Creating a Sustainble Future - February 2010
Notes from the February 2010 General Meeting with David Bragdon, Metro Council President; Michael Armstrong, Deputy Director of the Portland Bureau for Planning and Sustainability; and Dianne Ripley, Equity Agenda Coordinator for the Coalition for a Livable Future.
by Bev Wilson
What he said was a real mouthful. David Bragdon, Metro Council President, described sustainability as the ability of a society to continue doing what it’s doing without decreasing the possibility that the society will continue. He continued with the observation that our American lifestyle is not sustainable, we can’t continue economic policies of borrowing against the future, often at short-term gain vs. long-term values, and we can’t continue using up our finite resources. That stark truth underlined all that followed. The role of government is to encourage positive choices via legislation and taxes.
Metro Council addresses five policy areas:
- Transportation accounts for one third of our fossil fuel use. Metro plans and encourages public transport expansion and other transport options to reduce our carbon footprint.
- Metro manages our solid waste and we are recycling 57-58% of it. Metro is working to make it easier for us to recycle.
- Metro promotes the financial and environmental advantages of green buildings.
- Metro has used the money provided by bond measures to buy 10,000 acres of open land chosen by scientific teams aiming to protect watersheds, species, and access.
- Metro is charged with planning for our future population growth based on projected birth rates and in-migration. Metro plans to prevent sprawl by redeveloping existing neighborhoods, promoting urban density, and preserving farmlands.
Michael Armstrong, Deputy Director, Bureau for Planning and Sustainability, City of Portland, discussed many of these topics with additional points and emphasis on carbon emissions as part of the city’s Climate Action Plan as well as the Portland Plan.

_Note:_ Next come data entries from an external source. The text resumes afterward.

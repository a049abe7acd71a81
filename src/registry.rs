// # Process-Wide Pool Registry
//
// Callers that want an explicit handle should prefer
// `SessionPool::connect`; the registry exists for applications that treat
// the pool as a process-scoped resource initialized once at startup.

use std::sync::Arc;

use once_cell::sync::OnceCell;
use tokio::sync::Mutex;

use crate::error::{PoolError, Result};
use crate::factory::SessionFactory;
use crate::pool::SessionPool;
use crate::settings::PoolSettings;

static POOL: OnceCell<Arc<SessionPool>> = OnceCell::new();
static INIT: Mutex<()> = Mutex::const_new(());

/// Build and install the process-wide pool.
///
/// Idempotent after the first success: later calls return the existing
/// pool without touching the backend. A failed initialization installs
/// nothing and may be retried.
pub async fn initialize(
    settings: PoolSettings,
    factory: Arc<dyn SessionFactory>,
) -> Result<Arc<SessionPool>> {
    if let Some(existing) = POOL.get() {
        return Ok(Arc::clone(existing));
    }

    let _guard = INIT.lock().await;
    if let Some(existing) = POOL.get() {
        return Ok(Arc::clone(existing));
    }

    let pool = SessionPool::connect(settings, factory).await?;
    // Cannot collide: the init lock is held and the cell was empty.
    let _ = POOL.set(Arc::clone(&pool));
    Ok(pool)
}

/// The process-wide pool installed by [`initialize`].
pub fn instance() -> Result<Arc<SessionPool>> {
    POOL.get().cloned().ok_or(PoolError::NotInitialized)
}
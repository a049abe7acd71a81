use std::time::Duration;

use thiserror::Error;

/// Errors surfaced by the session pool and its configuration providers.
#[derive(Error, Debug, Clone)]
pub enum PoolError {
    #[error("Pool has not been initialized")]
    NotInitialized,

    #[error("Missing configuration key: {key}")]
    ConfigMissing { key: String },

    #[error("Invalid configuration: {0}")]
    ConfigInvalid(String),

    #[error("Backend unavailable: {0}")]
    BackendUnavailable(String),

    #[error("No free session within {0:?}")]
    AcquireTimeout(Duration),

    #[error("Pool is closed")]
    PoolClosed,

    #[error("Session error: {0}")]
    SessionClosed(String),

    #[error("IO error: {0}")]
    Io(String),
}

pub type Result<T> = std::result::Result<T, PoolError>;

The PDC’s economic policy of encouraging sustainability in new construction has led to 50% of these buildings receiving LEED certification. Portland’s land use and transportation policies are structured to shape where communities grow, and to encourage neighborhoods where residents can walk to community resources within 20 minutes. The city aims for 43 acres of ecoroofs, 1,000 new community garden plots, use of more locally grown food, and encouragement of retrofitting homes for less environmental impact. With 1990 as the base year, Portland has reduced carbon emissions faster than the US as a whole even as our population grew, but still falls short of the decrease that would avoid severe climate disruption.
Dianne Ripley, Equity Agenda Coordinator for the Coalition for a Livable Future, includes equity as a key component of sustainability. The Coalition has created a research-based Equity Atlas as a graphic way to illustrate how equity relates to social justice and fairness. The graphic showing the distribution of Afro-Americans in the metro area was followed by graphics showing where full-service groceries were located, and where sidewalks that kids could use to walk safely to school were located. Access to healthy food and the ability to walk to school would help reduce childhood obesity. Some members of the Coalition are healthcare organizations that view inequity as a marker for the decreased possibility for healthy lives.
Ms. Ripley described sustainability as a three-legged stool consisting of equity, environmental factors and economic outputs. Equity speaks to achieving sustainability by understanding how these issues interrelate. She said that Portland has tended to address racial segregation as an affordable housing problem. Ripley observed that people choose to live and work where they feel safe and comfortable, which in the past, was often in ghettos that may no longer exist. The Office of Neighborhood Involvement has had helpful discussion across racial lines dealing with racial issues as products of the overlapping areas of concern mentioned above.